OSC authorizes Staff to disclose compelled records to CRIA without notice to facilitate investor restitution.
Enforcement Staff of the Ontario Securities Commission applied for an order authorizing the disclosure of certain radio advertisements, interviews, and transcripts to the Ministry of the Attorney General's Civil Remedies for Illicit Activities Office (CRIA).
The records were required to provide notice to investors about the claims and distribution process for returning funds collected from a fraudulent scheme.
The Commission granted the application, finding it in the public interest to allow CRIA to communicate through the same channels used to solicit investors, and authorized the disclosure without notice to the respondents.
Exemptive relief granted to permit investment funds to invest in underlying public and pooled funds.
The Filer, Picton Mahoney Asset Management, applied for exemptive relief to permit its Top Funds to invest in Underlying Funds, including Public Funds, which would otherwise be prohibited by the investment restrictions in the Securities Act.
The Ontario Securities Commission granted the requested relief, revoking and replacing a prior decision, subject to several conditions including that the investments are compatible with the Top Funds' objectives, no duplicative fees are charged, and appropriate disclosure is provided to investors.
Exemptive relief granted to permit mutual funds to invest in related underlying real asset funds.
TD Asset Management Inc. applied for exemptive relief on behalf of certain mutual funds (the Top Funds) to permit them to invest in related underlying funds (the Mortgage Fund, Real Estate Fund, and Infrastructure Fund).
The relief sought exemptions from the related issuer restriction and the consent requirement under securities legislation.
The Ontario Securities Commission granted the requested relief, subject to several conditions regarding liquidity, valuation, fee duplication, and disclosure.
Exemptive relief granted to permit top funds to invest in underlying funds as substantial security holders.
Ninepoint Partners LP applied for exemptive relief on behalf of certain top funds to permit them to invest in underlying funds managed by third-party managers, even if such investments would result in the top funds becoming substantial security holders of the underlying funds.
The Ontario Securities Commission granted the requested relief, subject to conditions including that the investments are consistent with the top funds' objectives, no duplicative fees are charged, and appropriate disclosure is provided to investors.
Settlement approved for reporting issuer and directors involving $28.5M payment and director bans for misleading disclosure.
Staff of the Ontario Securities Commission alleged that a reporting issuer and seven of its former officers and directors contravened Ontario securities law by making materially misleading disclosures regarding copper production and financial performance, failing to maintain adequate internal controls, and providing inadequate risk disclosure.
The respondents admitted to the contraventions and to conduct contrary to the public interest.
The Commission approved a settlement agreement requiring the corporate respondent to make a $28.5 million voluntary payment and pay $1.5 million in costs, while the individual respondents agreed to pay administrative penalties ranging from $350,000 to $2.45 million, pay $50,000 each in costs, and be subject to director and officer bans.
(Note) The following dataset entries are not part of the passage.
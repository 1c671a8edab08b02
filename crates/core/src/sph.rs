//! SPH field evaluation, force accumulation, and time integration.
//!
//! Each simulation step runs three passes over the particle store:
//!
//! 1. [`compute_density_pressure`] -- kernel-weighted density summation,
//!    then pressure via the linear EOS,
//! 2. [`compute_forces`] -- symmetric pressure forces, viscosity, gravity,
//! 3. [`integrate`] -- semi-implicit Euler.
//!
//! All passes take the spatial grid as already rebuilt for the current
//! positions; the caller owns the rebuild. Every `fluid_id` in the store
//! must index into the `fluids` slice.

use crate::eos::{linear_eos, DENSITY_FLOOR_FRACTION};
use crate::grid::SpatialHashGrid;
use crate::kernel::KernelSet;
use crate::particle::{FluidProperties, ParticleStore};

/// Density summation and equation-of-state pressure update.
///
/// Density at particle `i` is `sum_j m_j W_poly6(|r_i - r_j|)` over the
/// neighborhood, including `j == i` (the self contribution keeps a lone
/// particle's density nonzero). The result is floored at 1% of the
/// particle's fluid rest density before the EOS so downstream divisions
/// by density stay finite. Pressure uses each particle's own fluid
/// constants; mixed-fluid neighborhoods never average constants.
pub fn compute_density_pressure(
    store: &mut ParticleStore,
    fluids: &[FluidProperties],
    grid: &SpatialHashGrid,
    kernels: &KernelSet,
) {
    let ParticleStore {
        x,
        y,
        z,
        mass,
        density,
        pressure,
        fluid_id,
        ..
    } = store;
    let (x, y, z): (&[f32], &[f32], &[f32]) = (x, y, z);
    let mass: &[f32] = mass;
    let h = kernels.h();

    for i in 0..x.len() {
        let (xi, yi, zi) = (x[i], y[i], z[i]);
        let mut rho = 0.0_f32;
        grid.for_each_neighbor(xi, yi, zi, h, x, y, z, |j| {
            let dx = xi - x[j];
            let dy = yi - y[j];
            let dz = zi - z[j];
            let r = (dx * dx + dy * dy + dz * dz).sqrt();
            rho += mass[j] * kernels.poly6(r);
        });

        let props = &fluids[fluid_id[i] as usize];
        let floor = DENSITY_FLOOR_FRACTION * props.rest_density;
        if rho < floor {
            rho = floor;
        }
        density[i] = rho;
        pressure[i] = linear_eos(rho, props.rest_density, props.gas_constant);
    }
}

/// Pressure, viscosity, and gravity force accumulation.
///
/// Overwrites the force arrays. The pairwise sums produce force
/// *densities* (N/m^3); converting to a force on particle `i` multiplies
/// by its volume `m_i / rho_i`. The pressure term is then
/// `-m_i m_j (P_i + P_j) / (2 rho_i rho_j) grad W_spiky`, whose
/// coefficient is symmetric in `i <-> j` while the gradient is
/// antisymmetric, so every pair force is equal and opposite and linear
/// momentum is conserved exactly (up to roundoff) even across unequal
/// masses. Viscosity uses the particle's own dynamic viscosity `mu_i`
/// with `mu_i m_i m_j (v_j - v_i) / (rho_i rho_j) lap W_visc`. Gravity
/// contributes `m_i g` per particle.
///
/// Must run after [`compute_density_pressure`]; a neighbor with
/// non-positive density is skipped rather than divided by.
pub fn compute_forces(
    store: &mut ParticleStore,
    fluids: &[FluidProperties],
    grid: &SpatialHashGrid,
    kernels: &KernelSet,
    gravity: [f32; 3],
) {
    let ParticleStore {
        x,
        y,
        z,
        vx,
        vy,
        vz,
        fx,
        fy,
        fz,
        mass,
        density,
        pressure,
        fluid_id,
        ..
    } = store;
    let (x, y, z): (&[f32], &[f32], &[f32]) = (x, y, z);
    let (vx, vy, vz): (&[f32], &[f32], &[f32]) = (vx, vy, vz);
    let mass: &[f32] = mass;
    let density: &[f32] = density;
    let pressure: &[f32] = pressure;
    let h = kernels.h();

    for i in 0..x.len() {
        let (xi, yi, zi) = (x[i], y[i], z[i]);
        let (vxi, vyi, vzi) = (vx[i], vy[i], vz[i]);
        let pi = pressure[i];
        let mu_i = fluids[fluid_id[i] as usize].viscosity;

        let mut acc_x = 0.0_f32;
        let mut acc_y = 0.0_f32;
        let mut acc_z = 0.0_f32;

        grid.for_each_neighbor(xi, yi, zi, h, x, y, z, |j| {
            if j == i {
                return;
            }
            let rho_j = density[j];
            if rho_j <= 0.0 {
                return;
            }
            let dx = xi - x[j];
            let dy = yi - y[j];
            let dz = zi - z[j];
            let r = (dx * dx + dy * dy + dz * dz).sqrt();

            let (gx, gy, gz) = kernels.spiky_gradient(dx, dy, dz, r);
            let press = -mass[j] * (pi + pressure[j]) / (2.0 * rho_j);
            acc_x += press * gx;
            acc_y += press * gy;
            acc_z += press * gz;

            let visc = mu_i * mass[j] / rho_j * kernels.viscosity_laplacian(r);
            acc_x += visc * (vx[j] - vxi);
            acc_y += visc * (vy[j] - vyi);
            acc_z += visc * (vz[j] - vzi);
        });

        // acc_* hold force densities; m / rho is the particle volume.
        let m = mass[i];
        let volume = m / density[i];
        fx[i] = volume * acc_x + m * gravity[0];
        fy[i] = volume * acc_y + m * gravity[1];
        fz[i] = volume * acc_z + m * gravity[2];
    }
}

/// Semi-implicit (symplectic) Euler step.
///
/// Velocity is updated from the accumulated force first, and the position
/// update then uses the *new* velocity. Better energy behavior than
/// explicit Euler at the same cost.
pub fn integrate(store: &mut ParticleStore, dt: f32) {
    for i in 0..store.len() {
        let inv_m = 1.0 / store.mass[i];
        store.vx[i] += store.fx[i] * inv_m * dt;
        store.vy[i] += store.fy[i] * inv_m * dt;
        store.vz[i] += store.fz[i] * inv_m * dt;
        store.x[i] += store.vx[i] * dt;
        store.y[i] += store.vy[i] * dt;
        store.z[i] += store.vz[i] * dt;
    }
}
The Commission found the settlement fell within a range of reasonable outcomes and was in the public interest.
Settlement approved for foreign brokerage firm that allowed Ontario residents to trade without registration.
Staff of the Ontario Securities Commission sought approval of a settlement agreement with eToro (Europe) Limited, a Cyprus-based brokerage firm. eToro admitted to breaching Ontario securities law by operating an online trading platform that allowed Ontario residents to trade contracts for differences (CFDs) without being registered or filing a prospectus.
Despite previous assurances to Staff that it did not accept trades from Ontario residents, eToro opened nearly 2,500 accounts for Ontario investors.
The Commission approved the settlement, finding it in the public interest, and ordered an administrative penalty of $550,000, disgorgement of $1,791,163, and costs of $25,000, noting eToro's cooperation and implementation of enhanced compliance procedures.
Settlement approved for former general counsel who traded securities while company was in acquisition due diligence.
The respondent, former general counsel for Pacific Rubiales Energy Corporation, traded in the company's debentures while the company was involved in a due diligence process regarding a potential acquisition.
As the person responsible for supervising the company's Insider Trading Policy, the respondent failed to adhere to the high standard of conduct expected of him by not erring on the side of caution, despite his good faith belief that he did not possess material undisclosed information.
The Ontario Securities Commission approved a settlement agreement wherein the respondent admitted his conduct was contrary to the public interest, agreed to a $30,000 voluntary payment, a reprimand, $10,000 in costs, and undertakings to obtain external legal advice for future trades and complete an educational program.